1.8. Security Logs All Vintra systems used in the provision of the Covered Services log
information
to a centralized syslog server (for network systems) or AWS’ CloudTrail system (for agentless AWS
services)
in order to enable security reviews and analysis.
1.9. Incident Management Vintra maintains incident management policies and procedures. Vintra
notifies impacted customers without undue delay of any unauthorized disclosure of their respective
Customer
Data by Vintra or its agents of which Vintra becomes aware to the extent permitted by law.

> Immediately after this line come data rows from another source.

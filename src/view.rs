use std::cmp::Reverse;

use chrono::NaiveDate;

use crate::core::task::Task;

#[derive(Debug, Clone, Copy, PartialEq, Eq, Default)]
pub enum Filter {
    #[default]
    All,
    Pending,
    Completed,
}

impl Filter {
    pub fn as_keyword(&self) -> &'static str {
        match self {
            Self::All => "all",
            Self::Pending => "pending",
            Self::Completed => "completed",
        }
    }

    pub fn from_keyword(s: &str) -> Option<Self> {
        match s {
            "all" => Some(Self::All),
            "pending" => Some(Self::Pending),
            "completed" | "done" => Some(Self::Completed),
            _ => None,
        }
    }

    fn keeps(&self, task: &Task) -> bool {
        match self {
            Self::All => true,
            Self::Pending => !task.completed,
            Self::Completed => task.completed,
        }
    }
}

#[derive(Debug, Clone, Copy, PartialEq, Eq, Default)]
pub enum SortKey {
    #[default]
    Created,
    Priority,
    DueDate,
    Alphabetical,
}

impl SortKey {
    pub fn as_keyword(&self) -> &'static str {
        match self {
            Self::Created => "created",
            Self::Priority => "priority",
            Self::DueDate => "due",
            Self::Alphabetical => "alpha",
        }
    }

    pub fn from_keyword(s: &str) -> Option<Self> {
        match s {
            "created" => Some(Self::Created),
            "priority" => Some(Self::Priority),
            "due" | "duedate" => Some(Self::DueDate),
            "alpha" | "alphabetical" => Some(Self::Alphabetical),
            _ => None,
        }
    }
}

/// Summary counts shown in the header line.
#[derive(Debug, Clone, Copy, PartialEq, Eq, Default)]
pub struct TaskStats {
    pub total: usize,
    pub pending: usize,
    pub completed: usize,
}

pub fn stats(tasks: &[Task]) -> TaskStats {
    let total = tasks.len();
    let completed = tasks.iter().filter(|t| t.completed).count();
    TaskStats {
        total,
        pending: total - completed,
        completed,
    }
}

/// Filter and order tasks for display. Pure: the input is never mutated and
/// a fresh sequence comes back on every call.
///
/// All sorts are stable, so ties keep their relative input order. `Created`
/// re-sorts explicitly rather than relying on insertion order, since
/// `replace_all` may supply tasks in any order.
pub fn project(tasks: &[Task], filter: Filter, sort: SortKey) -> Vec<Task> {
    let mut out: Vec<Task> = tasks.iter().filter(|t| filter.keeps(t)).cloned().collect();

    match sort {
        SortKey::Created => out.sort_by_key(|t| Reverse(t.created_at)),
        SortKey::Priority => out.sort_by_key(|t| Reverse(t.priority.weight())),
        // Undated tasks sort after every dated one.
        SortKey::DueDate => out.sort_by_key(|t| t.due_date.unwrap_or(NaiveDate::MAX)),
        SortKey::Alphabetical => {
            out.sort_by(|a, b| a.text.to_lowercase().cmp(&b.text.to_lowercase()))
        }
    }

    out
}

1.10. User Authentication Access to the Covered Services, directly or via the Vintra API,
requires a
valid user ID and password combination, or an API key/secret, both of which are encrypted via TLS
while in
transmission. Every user ID is associated with exactly one customer. For API access, each request
requires
authentication and authorization and is tied to a specific customer and user session. Once
authenticated,
all requests are required to have a valid session ID unique to the customer ID.
1.11. Physical Security Production data centers used to provide the Covered Services have
access
control systems. These systems permit only authorized personnel to have access to secured areas. The
facilities are designed to withstand adverse weather and other reasonably predictable natural
conditions,
are secured by around-the-clock guards, have implemented physical access screening and
escort-controlled
access, and are also supported by on-site back-up generators in the event of a power failure.
1.12. Reliability and Backup All networking components, load balancers, web servers, and
application
servers are architected for global resilience. Customer Data submitted to the Vintra Web UI is
stored on
geographically disparate cloud data systems for higher availability. All Customer Data submitted to
the
Vintra Web UI is backed up daily. All Customer Data submitted to the Vintra Data Collection services
is
stored on highly durability and redundant network storage service supplied by AWS.
1.13. Disaster Recovery Production data centers are designed to mitigate the risk of single
points of
failure and provide a resilient environment to support service continuity and performance. Vintra
has
disaster recovery procedures in place which provide for backup of critical data and services. A
system of
recovery processes exists to bring business-critical systems for Covered Services back online within
a brief
period of time.
1.14. Viruses Vintra uses commercially reasonable efforts to ensure that each Covered Service
is free
of viruses. Customer acknowledges that not all viruses can be detected by virus scanning programs,
and,
therefore, Vintra does not represent or warrant the Covered Service(s) will be virus free.
1.15. Analytics Vintra may track and analyze the usage of the Covered Services for the
purposes of
security and helping Vintra improve both the Covered Services and the user experience in using the
Covered
Services. Vintra may share anonymous usage data with Vintra’s service providers for the purpose of
helping
Vintra in such tracking, analysis and improvements. Additionally, Vintra may share such anonymous
usage data
on an aggregate basis in the normal course of operating our business; for example, we may share
information
publicly to show trends about the general use of our services.